#### Collected data entries:
□ □ □ □

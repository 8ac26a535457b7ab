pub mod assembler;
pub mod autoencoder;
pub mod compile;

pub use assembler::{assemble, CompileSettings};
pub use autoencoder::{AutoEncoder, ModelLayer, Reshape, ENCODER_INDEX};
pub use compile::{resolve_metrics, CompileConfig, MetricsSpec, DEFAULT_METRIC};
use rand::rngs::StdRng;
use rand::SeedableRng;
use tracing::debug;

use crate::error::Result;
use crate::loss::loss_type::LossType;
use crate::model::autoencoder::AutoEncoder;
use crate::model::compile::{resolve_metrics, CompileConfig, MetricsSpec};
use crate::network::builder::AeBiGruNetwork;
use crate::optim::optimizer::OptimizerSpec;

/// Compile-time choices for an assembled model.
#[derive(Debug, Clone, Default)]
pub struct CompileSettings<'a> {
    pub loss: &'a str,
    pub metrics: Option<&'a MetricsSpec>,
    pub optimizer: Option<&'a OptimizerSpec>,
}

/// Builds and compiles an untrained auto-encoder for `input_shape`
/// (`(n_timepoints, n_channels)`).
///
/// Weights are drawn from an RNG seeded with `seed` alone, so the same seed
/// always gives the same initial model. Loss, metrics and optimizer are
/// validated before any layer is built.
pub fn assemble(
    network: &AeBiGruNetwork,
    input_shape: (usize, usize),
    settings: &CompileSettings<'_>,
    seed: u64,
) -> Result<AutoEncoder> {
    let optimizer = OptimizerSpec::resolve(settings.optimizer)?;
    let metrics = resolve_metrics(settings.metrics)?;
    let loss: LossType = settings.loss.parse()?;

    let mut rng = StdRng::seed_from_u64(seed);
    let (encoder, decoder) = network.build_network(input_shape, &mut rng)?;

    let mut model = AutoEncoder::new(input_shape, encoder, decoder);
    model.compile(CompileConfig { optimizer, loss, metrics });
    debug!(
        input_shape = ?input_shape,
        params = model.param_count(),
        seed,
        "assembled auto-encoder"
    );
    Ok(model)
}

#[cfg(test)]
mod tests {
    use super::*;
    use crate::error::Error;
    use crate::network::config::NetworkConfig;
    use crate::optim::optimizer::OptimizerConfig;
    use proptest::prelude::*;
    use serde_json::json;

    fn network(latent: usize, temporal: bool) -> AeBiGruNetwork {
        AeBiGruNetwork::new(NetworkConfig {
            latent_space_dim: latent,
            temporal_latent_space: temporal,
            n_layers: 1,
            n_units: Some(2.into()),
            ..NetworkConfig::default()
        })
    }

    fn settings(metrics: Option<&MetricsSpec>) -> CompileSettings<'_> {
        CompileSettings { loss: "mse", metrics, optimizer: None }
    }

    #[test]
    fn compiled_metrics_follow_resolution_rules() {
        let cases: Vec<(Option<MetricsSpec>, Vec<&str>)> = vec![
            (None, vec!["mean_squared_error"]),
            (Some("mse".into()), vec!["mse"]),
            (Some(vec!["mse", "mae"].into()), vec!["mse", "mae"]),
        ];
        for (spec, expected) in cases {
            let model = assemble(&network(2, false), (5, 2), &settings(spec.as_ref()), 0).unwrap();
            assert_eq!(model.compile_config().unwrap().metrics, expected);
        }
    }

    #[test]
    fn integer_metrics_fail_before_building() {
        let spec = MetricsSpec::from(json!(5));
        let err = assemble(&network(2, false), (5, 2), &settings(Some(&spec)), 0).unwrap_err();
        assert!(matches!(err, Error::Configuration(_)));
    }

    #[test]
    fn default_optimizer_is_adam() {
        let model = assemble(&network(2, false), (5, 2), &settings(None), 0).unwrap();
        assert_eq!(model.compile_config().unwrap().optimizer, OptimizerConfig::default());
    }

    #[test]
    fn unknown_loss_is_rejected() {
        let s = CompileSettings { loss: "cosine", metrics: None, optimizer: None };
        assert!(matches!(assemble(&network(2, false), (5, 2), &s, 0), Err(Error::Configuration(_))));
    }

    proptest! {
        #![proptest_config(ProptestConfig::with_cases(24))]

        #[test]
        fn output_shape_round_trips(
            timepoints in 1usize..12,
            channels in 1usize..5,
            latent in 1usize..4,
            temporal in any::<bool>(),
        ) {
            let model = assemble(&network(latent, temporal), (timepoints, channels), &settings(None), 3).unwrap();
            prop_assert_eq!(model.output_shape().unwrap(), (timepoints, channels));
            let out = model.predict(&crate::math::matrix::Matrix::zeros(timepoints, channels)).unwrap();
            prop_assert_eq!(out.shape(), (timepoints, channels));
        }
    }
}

□ □ □ □

#### WHAT IS BEING ASKED:
Every line of the records above needs to be given again exactly.

#### WRITTEN ANSWER:
repository 8ac26a535457b7ab
pub mod assembler;
pub mod autoencoder;
pub mod compile;

pub use assembler::{assemble, CompileSettings};
pub use autoencoder::{AutoEncoder, ModelLayer, Reshape, ENCODER_INDEX};
pub use compile::{resolve_metrics, CompileConfig, MetricsSpec, DEFAULT_METRIC};
use rand::rngs::StdRng;
use rand::SeedableRng;
use tracing::debug;

use crate::error::Result;
use crate::loss::loss_type::LossType;
use crate::model::autoencoder::AutoEncoder;
use crate::model::compile::{resolve_metrics, CompileConfig, MetricsSpec};
use crate::network::builder::AeBiGruNetwork;
use crate::optim::optimizer::OptimizerSpec;

/// Compile-time choices for an assembled model.
#[derive(Debug, Clone, Default)]
pub struct CompileSettings<'a> {
    pub loss: &'a str,
    pub metrics: Option<&'a MetricsSpec>,
    pub optimizer: Option<&'a OptimizerSpec>,
}

/// Builds and compiles an untrained auto-encoder for `input_shape`
/// (`(n_timepoints, n_channels)`).
///
/// Weights are drawn from an RNG seeded with `seed` alone, so the same seed
/// always gives the same initial model. Loss, metrics and optimizer are
/// validated before any layer is built.
pub fn assemble(
    network: &AeBiGruNetwork,
    input_shape: (usize, usize),
    settings: &CompileSettings<'_>,
    seed: u64,
) -> Result<AutoEncoder> {
    let optimizer = OptimizerSpec::resolve(settings.optimizer)?;
    let metrics = resolve_metrics(settings.metrics)?;
    let loss: LossType = settings.loss.parse()?;

    let mut rng = StdRng::seed_from_u64(seed);
    let (encoder, decoder) = network.build_network(input_shape, &mut rng)?;

    let mut model = AutoEncoder::new(input_shape, encoder, decoder);
    model.compile(CompileConfig { optimizer, loss, metrics });
    debug!(
        input_shape = ?input_shape,
        params = model.param_count(),
        seed,
        "assembled auto-encoder"
    );
    Ok(model)
}

#[cfg(test)]
mod tests {
    use super::*;
    use crate::error::Error;
    use crate::network::config::NetworkConfig;
    use crate::optim::optimizer::OptimizerConfig;
    use proptest::prelude::*;
    use serde_json::json;

    fn network(latent: usize, temporal: bool) -> AeBiGruNetwork {
        AeBiGruNetwork::new(NetworkConfig {
            latent_space_dim: latent,
            temporal_latent_space: temporal,
            n_layers: 1,
            n_units: Some(2.into()),
            ..NetworkConfig::default()
        })
    }

    fn settings(metrics: Option<&MetricsSpec>) -> CompileSettings<'_> {
        CompileSettings { loss: "mse", metrics, optimizer: None }
    }

    #[test]
    fn compiled_metrics_follow_resolution_rules() {
        let cases: Vec<(Option<MetricsSpec>, Vec<&str>)> = vec![
            (None, vec!["mean_squared_error"]),
            (Some("mse".into()), vec!["mse"]),
            (Some(vec!["mse", "mae"].into()), vec!["mse", "mae"]),
        ];
        for (spec, expected) in cases {
            let model = assemble(&network(2, false), (5, 2), &settings(spec.as_ref()), 0).unwrap();
            assert_eq!(model.compile_config().unwrap().metrics, expected);
        }
    }

    #[test]
    fn integer_metrics_fail_before_building() {
        let spec = MetricsSpec::from(json!(5));
        let err = assemble(&network(2, false), (5, 2), &settings(Some(&spec)), 0).unwrap_err();
        assert!(matches!(err, Error::Configuration(_)));
    }

    #[test]
    fn default_optimizer_is_adam() {
        let model = assemble(&network(2, false), (5, 2), &settings(None), 0).unwrap();
        assert_eq!(model.compile_config().unwrap().optimizer, OptimizerConfig::default());
    }

    #[test]
    fn unknown_loss_is_rejected() {
        let s = CompileSettings { loss: "cosine", metrics: None, optimizer: None };
        assert!(matches!(assemble(&network(2, false), (5, 2), &s, 0), Err(Error::Configuration(_))));
    }

    proptest! {
        #![proptest_config(ProptestConfig::with_cases(24))]

        #[test]
        fn output_shape_round_trips(
            timepoints in 1usize..12,
            channels in 1usize..5,
            latent in 1usize..4,
            temporal in any::<bool>(),
        ) {
            let model = assemble(&network(latent, temporal), (timepoints, channels), &settings(None), 3).unwrap();
            prop_assert_eq!(model.output_shape().unwrap(), (timepoints, channels));
            let out = model.predict(&crate::math::matrix::Matrix::zeros(timepoints, channels)).unwrap();
            prop_assert_eq!(out.shape(), (timepoints, channels));
        }
    }
}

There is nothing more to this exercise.